Plans are on hold for a restaurant in the center of Bishop as the resident of the historic Seymour D. Fambrough house seeks funds for a $75,000 commercial septic system to accommodate the development.
Blyth Biggs, who is living with his family on the second floor of the Victorian-era, Queen Anne style building at 4851 Macon Highway, is seeking community support to finance the required septic system.
Biggs has launched a Go Fund Me campaign through Facebook with plans to open the restaurant in what is being called The Bishop House in August of this year.
|Bishop House 2/7/2015|
Plans call for a small, family-style restaurant on the first floor of the building, which also will be used as an event venue. The rear of the lot, with open lawns and large pecan and oak trees, will be used for outdoor events.
The restaurant will have water service provided by the Oconee County Utility Department, but the county does not provide sewer service to Bishop.
Keli Hinson, district environmental health director for Oconee County Environmental Health Services, rejected a site plan submitted for The Bishop House in September of last year, and the office is waiting on a resubmission.
Bob Smith of Smith Planning Group told me late last month that he has no doubt that a suitable plan can be approved for the restaurant.
The primary issue is the $75,000 cost, according to Smith, who is working on the project.
Smith Planning Group is a land planning, landscape architecture and civil engineering firm with offices at 1022 Twelve Oaks Place, east of Butler’s Crossing.
Zoning changes for the restaurant were approved by the Oconee County Planning Commission and the Mayor and Council of Bishop last spring, and plans had been for the restaurant to open in July or August of last year.
The narrative for that rezone stated that the restaurant will use the 3,500-square-foot first floor of the Bishop House, with seating for 80 persons.
Biggs, his wife, Diana, and their children planned to live on the 2,684-square-foot second floor, according to the narrative, and Biggs told me they are already living there.
Smith told me that the Biggs have held off building the kitchen for the restaurant pending approval of the septic system.
Own Lease Agreement
The property is owned by the estate of R.T. and Betty S. MacPherson.
Bruce MacPherson, son of R.T. and Betty MacPherson, told me last month that he has a lease-purchase agreement with the Biggs that runs for five years from when it was initiated in late 2013.

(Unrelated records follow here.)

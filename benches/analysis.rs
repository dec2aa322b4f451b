use std::hint::black_box;

use criterion::{criterion_group, criterion_main, Criterion};
use ecostability::prelude::*;
use rand::{rngs::StdRng, SeedableRng};

/// A producer feeding two consumers, one of which is eaten by a top predator.
fn food_web() -> FoodWeb {
    FoodWeb::builder()
        .attack_rates(vec![
            vec![0.0, 0.0, 0.0, 0.0],
            vec![1.0, 0.0, 0.0, 0.0],
            vec![0.8, 0.0, 0.0, 0.0],
            vec![0.0, 0.6, 0.0, 0.0],
        ])
        .functional_response(FunctionalResponse::Classic {
            handling_time: 0.3,
            hill_exponent: 1.2,
        })
        .build()
        .expect("Failed to build food web")
}

fn equilibrium(web: &FoodWeb, simulator: &OdeSimulator) -> Vec<f64> {
    simulator
        .simulate(web, &[1.0; 4], 1000.0)
        .expect("Failed to simulate food web")
        .final_state()
        .to_vec()
}

fn benchmark_analysis(c: &mut Criterion) {
    let web = food_web();
    let setup = SimulationSetupBuilder::default()
        .dt(0.5)
        .build()
        .expect("Failed to build simulation setup");
    let simulator = OdeSimulator::new(setup).expect("Failed to create simulator");
    let biomass = equilibrium(&web, &simulator);

    c.bench_function("jacobian", |b| {
        b.iter(|| {
            let _ = black_box(jacobian_at(black_box(&web), black_box(&biomass)));
        });
    });

    c.bench_function("stability_report", |b| {
        b.iter(|| {
            let _ = black_box(StabilityReport::compute(
                black_box(&web),
                black_box(&biomass),
            ));
        });
    });

    c.bench_function("robustness", |b| {
        b.iter(|| {
            let _ = black_box(
                robustness()
                    .model(&web)
                    .simulator(&simulator)
                    .rng(&mut StdRng::seed_from_u64(0))
                    .n_rep(10)
                    .t_end(200.0)
                    .call(),
            );
        });
    });
}

criterion_group!(benches, benchmark_analysis);
criterion_main!(benches);
//! Setup module for configuring forward simulations.
//!
//! This module provides the [`SimulationSetup`] struct and its builder for configuring
//! the numerical integration of a population-dynamics model. It handles:
//!
//! - Time range specification (start time and default horizon)
//! - Integration step size
//! - An optional extinction threshold applied to every stored state

use derive_builder::Builder;
use serde::{Deserialize, Serialize};

use super::error::SimulationError;

/// Configuration for numerical integration of a population-dynamics model
///
/// # Fields
///
/// * `t0` - Start time of the simulation (default: 0.0)
/// * `t_end` - Default end time of the simulation (default: 1000.0)
/// * `dt` - Integration step size (default: 0.1)
/// * `extinction_threshold` - Biomass below which a species is set to zero (default: None)
///
/// # Examples
///
/// ```
/// use ecostability::prelude::SimulationSetupBuilder;
///
/// let setup = SimulationSetupBuilder::default()
///     .t_end(500.0)
///     .dt(0.05)
///     .extinction_threshold(1e-6)
///     .build()
///     .unwrap();
///
/// assert_eq!(setup.t0, 0.0);
/// ```
#[derive(Debug, Clone, PartialEq, Builder, Serialize, Deserialize)]
#[builder(build_fn(validate = "Self::validate"))]
pub struct SimulationSetup {
    #[builder(default = "0.0")]
    pub t0: f64,
    #[builder(default = "1000.0")]
    pub t_end: f64,
    #[builder(default = "0.1")]
    pub dt: f64,
    #[builder(default, setter(strip_option))]
    #[serde(default)]
    pub extinction_threshold: Option<f64>,
}

impl Default for SimulationSetup {
    fn default() -> Self {
        Self {
            t0: 0.0,
            t_end: 1000.0,
            dt: 0.1,
            extinction_threshold: None,
        }
    }
}

impl SimulationSetup {
    /// Checks that the time span, step size and threshold describe a valid integration.
    ///
    /// Setups built through [`SimulationSetupBuilder`] are validated on `build()`; this is
    /// the equivalent check for deserialized or hand-assembled setups.
    pub fn validate(&self) -> Result<(), SimulationError> {
        check_setup(self.t0, self.t_end, self.dt, self.extinction_threshold)
            .map_err(SimulationError::InvalidSetup)
    }
}

impl SimulationSetupBuilder {
    fn validate(&self) -> Result<(), String> {
        let defaults = SimulationSetup::default();
        check_setup(
            self.t0.unwrap_or(defaults.t0),
            self.t_end.unwrap_or(defaults.t_end),
            self.dt.unwrap_or(defaults.dt),
            self.extinction_threshold.flatten(),
        )
    }
}

fn check_setup(t0: f64, t_end: f64, dt: f64, threshold: Option<f64>) -> Result<(), String> {
    if !t0.is_finite() || !t_end.is_finite() {
        return Err(format!("time span must be finite, got ({t0}, {t_end})"));
    }
    if t_end <= t0 {
        return Err(format!("t_end ({t_end}) must be greater than t0 ({t0})"));
    }
    if !dt.is_finite() || dt <= 0.0 {
        return Err(format!("dt must be positive, got {dt}"));
    }
    if let Some(threshold) = threshold {
        if !threshold.is_finite() || threshold < 0.0 {
            return Err(format!(
                "extinction threshold must be non-negative, got {threshold}"
            ));
        }
    }
    Ok(())
}

#[cfg(test)]
mod tests {
    use super::*;

    #[test]
    fn test_builder_defaults() {
        let setup = SimulationSetupBuilder::default().build().unwrap();
        assert_eq!(setup, SimulationSetup::default());
    }

    #[test]
    fn test_builder_rejects_reversed_span() {
        let result = SimulationSetupBuilder::default()
            .t0(10.0)
            .t_end(5.0)
            .build();
        assert!(result.is_err());
    }

    #[test]
    fn test_builder_rejects_zero_step() {
        let result = SimulationSetupBuilder::default().dt(0.0).build();
        assert!(result.is_err());
    }

    #[test]
    fn test_validate_deserialized() {
        let setup: SimulationSetup =
            serde_json::from_str(r#"{"t0": 0.0, "t_end": -1.0, "dt": 0.1}"#).unwrap();
        assert!(matches!(
            setup.validate(),
            Err(SimulationError::InvalidSetup(_))
        ));
    }
}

MacPherson’s parents had lived in the house.
The house was built in 1908 by S.D. Fambrough, who, with his brother, W.M. Fambrough, operated a business in Bishop selling lumber and shingles and buying and selling cotton, according to historian Celestea Gentry Sharp.
Sharp speculates in her 1996 history of Bishop (Bishop, Georgia; Wolfe Publishing, Fernandina, Fla.) that the 1908 Fambrough house may incorporate a three-room house on the lot when it was purchased by Fambrough.
The state is pushing the county to revive plans for the widening of Macon Highway (U.S. 441) and construction of a bypass of Bishop to preserve its historic downtown.
No Alcohol Served
Since Biggs and his wife announced plans for The Bishop House restaurant, the county has passed a liquor-by-the-drink ordinance, following overwhelming approval by voters in November of a referendum authorizing such action.
The county ordinance does not apply to the county’s four cities, which would have to conduct their own referendum before passing such an ordinance. At the end of last year, Bishop only 168 registered voters.
Bishop also has not authorized the sale of beer and wine in restaurants, which the Mayor and Council can do without a referendum.
Biggs told me the changes in the county’s liquor law has had no effect on his planning for The Bishop House.
“Alcohol sales have never been on the radar for us,” he said.